The Arewa region is home to a broad spectrum of cultures, ethnicities, and languages, with Hausa being the dominant language. Other languages like Fulfulde, Kanuri also play significant roles in the cultural and social fabric of Northern Nigeria. The region’s political and historical identity has deep roots in the pre-colonial Sokoto Caliphate and Kanem-Borno Empire. Today, it remains a critical part of Nigeria’s political landscape.

==Usage==
In post independence Nigeria, some use the word as a general term for Nigerian Hausaland: a contraction of "Arewacin Nijeriya" (Northern Nigeria). Much of the north was once politically united in the Northern Region, a multi-ethnic entity, and was previously home of the seven Hausa states, later the Sokoto Caliphate in the pre-colonial period, and the Northern Nigeria Protectorate under British colonial rule.
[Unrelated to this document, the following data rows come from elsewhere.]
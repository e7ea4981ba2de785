//! The free-list engine: first-fit allocation with splitting, and
//! deallocation with adjacent-block coalescing, over one fixed arena.

use crate::{
  arena::Arena,
  block::{Block, HEADER_SIZE},
  config::HeapConfig,
  error::AllocError,
  handle::{Handle, HeapId},
  inspect::{BlockDump, Blocks},
  stats::HeapStats,
};

/// A fixed-capacity allocator over a private byte arena.
///
/// The arena is tiled by a chain of blocks, each a header followed by its
/// payload, linked in address order starting at offset 0. A fresh heap is
/// one free block spanning everything after the first header.
///
/// `Heap` is single-threaded: it is neither `Send` nor `Sync`, and every
/// mutating call takes `&mut self`.
#[derive(Debug)]
pub struct Heap {
  id: HeapId,
  arena: Arena,
  split_slack: usize,
  stats: HeapStats,
}

impl Heap {
  /// Reserve the arena described by `config` and lay out its first block.
  ///
  /// Only an invalid config is reported as an error. Failure to obtain
  /// the arena memory itself aborts the process.
  pub fn new(config: HeapConfig) -> Result<Self, AllocError> {
    config.validate()?;

    Ok(Self::build(&config))
  }

  /// Lay out a heap from a config that has already passed validation.
  fn build(config: &HeapConfig) -> Self {
    let mut arena = Arena::reserve(config.capacity);
    Block::new(config.usable_bytes(), true, None).write(&mut arena, 0);

    let id = HeapId::next();

    tracing::info!(
      %id,
      capacity = config.capacity,
      usable = config.usable_bytes(),
      split_slack = config.split_slack,
      "heap initialised"
    );

    Self {
      id,
      arena,
      split_slack: config.split_slack,
      stats: HeapStats::default(),
    }
  }

  /// The identity stamped into every handle this heap issues.
  pub fn id(&self) -> HeapId {
    self.id
  }

  /// A heap of `capacity` bytes with the default split policy.
  pub fn with_capacity(capacity: usize) -> Result<Self, AllocError> {
    Self::new(HeapConfig::new(capacity))
  }

  /// Hand out at least `size` payload bytes from the first free block
  /// that can hold them.
  ///
  /// A block with enough room left over for another header plus the split
  /// slack is cut in two and the tail stays free. Otherwise the whole
  /// block is handed out and the caller gets more than it asked for.
  ///
  /// Fails with [`AllocError::OutOfMemory`] when no free block is large
  /// enough; the chain is left untouched.
  pub fn allocate(
    &mut self,
    size: usize,
  ) -> Result<Handle, AllocError> {
    let Some((offset, mut block)) = self.find_free_block(size) else {
      let largest_free = self.largest_free_block();
      tracing::warn!(requested = size, largest_free, "arena exhausted");

      return Err(AllocError::OutOfMemory {
        requested: size,
        largest_free,
      });
    };

    if self.should_split(&block, size) {
      self.split(offset, &mut block, size);
    }

    block.is_free = false;
    block.write(&mut self.arena, offset);
    self.stats.record_allocation(block.size);

    let handle = Handle::new(self.id, Block::payload_offset(offset));
    tracing::trace!(requested = size, granted = block.size, %handle, "allocated");

    Ok(handle)
  }

  /// Release the block behind `handle`, then merge every pair of
  /// neighbouring free blocks.
  ///
  /// `None` is accepted and does nothing. A handle that does not name a
  /// block of this heap, or names one that is already free, is rejected
  /// without changing the chain or the counters.
  pub fn deallocate(
    &mut self,
    handle: impl Into<Option<Handle>>,
  ) -> Result<(), AllocError> {
    let Some(handle) = handle.into() else {
      return Ok(());
    };

    let (offset, mut block) = self.locate(handle)?;

    if block.is_free {
      tracing::warn!(%handle, "rejected double free");
      return Err(AllocError::DoubleFree {
        offset: handle.offset(),
      });
    }

    block.is_free = true;
    block.write(&mut self.arena, offset);
    self.stats.record_free(block.size);

    tracing::trace!(%handle, size = block.size, "deallocated");

    self.coalesce();

    Ok(())
  }

  /// Resize the allocation behind `handle` to hold `new_size` bytes.
  ///
  /// - `None` behaves like [`allocate`](Self::allocate).
  /// - `new_size == 0` releases the block and yields `None`.
  /// - A block already large enough is returned as is; blocks never
  ///   shrink.
  /// - Otherwise the payload moves to a new block and the old one is
  ///   released. If the new block cannot be obtained the error is
  ///   returned and the old block stays allocated with its contents.
  pub fn reallocate(
    &mut self,
    handle: impl Into<Option<Handle>>,
    new_size: usize,
  ) -> Result<Option<Handle>, AllocError> {
    let Some(handle) = handle.into() else {
      return self.allocate(new_size).map(Some);
    };

    if new_size == 0 {
      self.deallocate(handle)?;
      return Ok(None);
    }

    let (_, old) = self.locate_allocated(handle)?;

    if old.size >= new_size {
      return Ok(Some(handle));
    }

    let moved = self.allocate(new_size)?;
    let copied = self.copy_payload(handle, moved)?;
    self.deallocate(handle)?;

    tracing::trace!(from = %handle, to = %moved, copied, "reallocated");

    Ok(Some(moved))
  }

  /// The payload bytes of an allocated block.
  pub fn payload(
    &self,
    handle: Handle,
  ) -> Result<&[u8], AllocError> {
    let (_, block) = self.locate_allocated(handle)?;
    let start = handle.offset();

    Ok(&self.arena[start..start + block.size])
  }

  /// The payload bytes of an allocated block, writable.
  pub fn payload_mut(
    &mut self,
    handle: Handle,
  ) -> Result<&mut [u8], AllocError> {
    let (_, block) = self.locate_allocated(handle)?;
    let start = handle.offset();

    Ok(&mut self.arena[start..start + block.size])
  }

  /// Copy as many leading payload bytes from `from` into `to` as the
  /// smaller of the two blocks holds, and return that count.
  pub fn copy_payload(
    &mut self,
    from: Handle,
    to: Handle,
  ) -> Result<usize, AllocError> {
    let (_, source) = self.locate_allocated(from)?;
    let (_, target) = self.locate_allocated(to)?;
    let len = source.size.min(target.size);

    let start = from.offset();
    self.arena.copy_within(start..start + len, to.offset());

    Ok(len)
  }

  /// Snapshot of the usage counters.
  pub fn stats(&self) -> HeapStats {
    self.stats
  }

  /// Every block, in chain (and address) order.
  pub fn blocks(&self) -> Blocks<'_> {
    Blocks::new(&self.arena)
  }

  /// Printable listing of the block chain.
  pub fn dump(&self) -> BlockDump<'_> {
    BlockDump::new(self.arena.as_ptr(), &self.arena)
  }

  /// Arena size in bytes, headers included.
  pub fn capacity(&self) -> usize {
    self.arena.len()
  }

  /// Residual payload a block needs before it is split.
  pub fn split_slack(&self) -> usize {
    self.split_slack
  }

  /// Sum of the payload sizes of all free blocks.
  pub fn free_bytes(&self) -> usize {
    self
      .blocks()
      .filter(|block| block.free)
      .map(|block| block.size)
      .sum()
  }

  /// Payload size of the largest free block, or 0 if none is free.
  pub fn largest_free_block(&self) -> usize {
    self
      .blocks()
      .filter(|block| block.free)
      .map(|block| block.size)
      .max()
      .unwrap_or(0)
  }

  pub fn block_count(&self) -> usize {
    self.blocks().count()
  }

  fn find_free_block(
    &self,
    size: usize,
  ) -> Option<(usize, Block)> {
    let mut cursor = Some(0);

    while let Some(offset) = cursor {
      let block = Block::read(&self.arena, offset);

      if block.is_free && block.size >= size {
        return Some((offset, block));
      }

      cursor = block.next;
    }

    None
  }

  fn should_split(
    &self,
    block: &Block,
    size: usize,
  ) -> bool {
    size
      .checked_add(HEADER_SIZE)
      .and_then(|needed| needed.checked_add(self.split_slack))
      .is_some_and(|needed| block.size >= needed)
  }

  /// Carve a free block out of everything past the first `size` payload
  /// bytes of `block`. The caller writes `block` back.
  fn split(
    &mut self,
    offset: usize,
    block: &mut Block,
    size: usize,
  ) {
    let remainder_offset = Block::payload_offset(offset) + size;
    let remainder = Block::new(block.size - size - HEADER_SIZE, true, block.next);
    remainder.write(&mut self.arena, remainder_offset);

    tracing::debug!(
      offset,
      kept = size,
      remainder_offset,
      remainder = remainder.size,
      "split block"
    );

    block.size = size;
    block.next = Some(remainder_offset);
  }

  /// One pass from the head. A merge keeps the cursor in place so runs
  /// of any length collapse into their leftmost block.
  fn coalesce(&mut self) {
    let mut offset = 0;
    let mut current = Block::read(&self.arena, offset);

    while let Some(next_offset) = current.next {
      let next = Block::read(&self.arena, next_offset);

      if current.is_free && next.is_free {
        current.size += HEADER_SIZE + next.size;
        current.next = next.next;
        current.write(&mut self.arena, offset);

        tracing::debug!(
          offset,
          absorbed = next_offset,
          size = current.size,
          "merged free blocks"
        );
      } else {
        offset = next_offset;
        current = next;
      }
    }
  }

  /// Find the block whose payload starts at `handle`. Handles issued by
  /// another heap are rejected outright.
  fn locate(
    &self,
    handle: Handle,
  ) -> Result<(usize, Block), AllocError> {
    let invalid = || {
      tracing::warn!(%handle, "rejected unknown handle");
      AllocError::InvalidHandle {
        offset: handle.offset(),
      }
    };

    if handle.heap() != self.id {
      return Err(invalid());
    }

    let target = handle.offset().checked_sub(HEADER_SIZE).ok_or_else(invalid)?;
    let mut cursor = Some(0);

    while let Some(offset) = cursor {
      if offset > target {
        break;
      }

      let block = Block::read(&self.arena, offset);

      if offset == target {
        return Ok((offset, block));
      }

      cursor = block.next;
    }

    Err(invalid())
  }

  fn locate_allocated(
    &self,
    handle: Handle,
  ) -> Result<(usize, Block), AllocError> {
    let (offset, block) = self.locate(handle)?;

    if block.is_free {
      return Err(AllocError::NotAllocated {
        offset: handle.offset(),
      });
    }

    Ok((offset, block))
  }
}

impl Default for Heap {
  /// A 1 MiB heap with the default split slack.
  fn default() -> Self {
    // The default config always validates.
    Self::build(&HeapConfig::default())
  }
}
Northern Nigeria regionalist groups, such as the Arewa Consultative Forum, and the related Arewa House are examples of this. These groups do not advocate independence from Nigeria, albeit, focus on unity of the Hausa–Fulani which forms the majority in the north. And as such, the term has become synonymous with machinations in lieu of extending political and cultural hegemony to capture the federal state.

== States ==
Northern Nigeria consists of 19 states divided into three geopolitical zones: North West, North East, and North Central. These states include:

1. North West

Jigawa State

Kaduna State

Kano State

Katsina State

Kebbi State

Sokoto State

Zamfara State

2. North East

Adamawa State

Bauchi State

Borno State

Gombe State

Taraba state

Yobe State

3. North Central

Kogi state

Kwara state

Nasarawa state

Niger state

Plateau state

== Languages ==
 Northern Nigeria is highly diverse in terms of ethnicity and languages. Hausa is the most widely spoken language in the vast region due to migration and trade, followed by Fulfulde. Here are examples of the languages spoken:

1. Hausa

The Hausa language is the most widely spoken language in Northern Nigeria and serves as a lingua franca for many communities. It is spoken across most northern states, especially in the North West and parts of the North East.

2. Fulfulde (Fula/Fulani)

Fulfulde is spoken by the Fulani people, who are spread across various states in the North West and North East regions. Fulfulde is also spoken by the pastoralist communities in other parts of West Africa.

3. Kanuri

The Kanuri language is predominantly spoken in Borno and Yobe States, especially in areas around Maiduguri. The Kanuri people have a long history as part of the Borno Empire.

== Religion ==
The majority of people in the Arewa region are Sunni Muslims, with a larger number adhering to Sufi brotherhoods. Islamic culture and Sharia law influence many aspects of daily life. There is a small minority of Christians and traditional religionists in the region.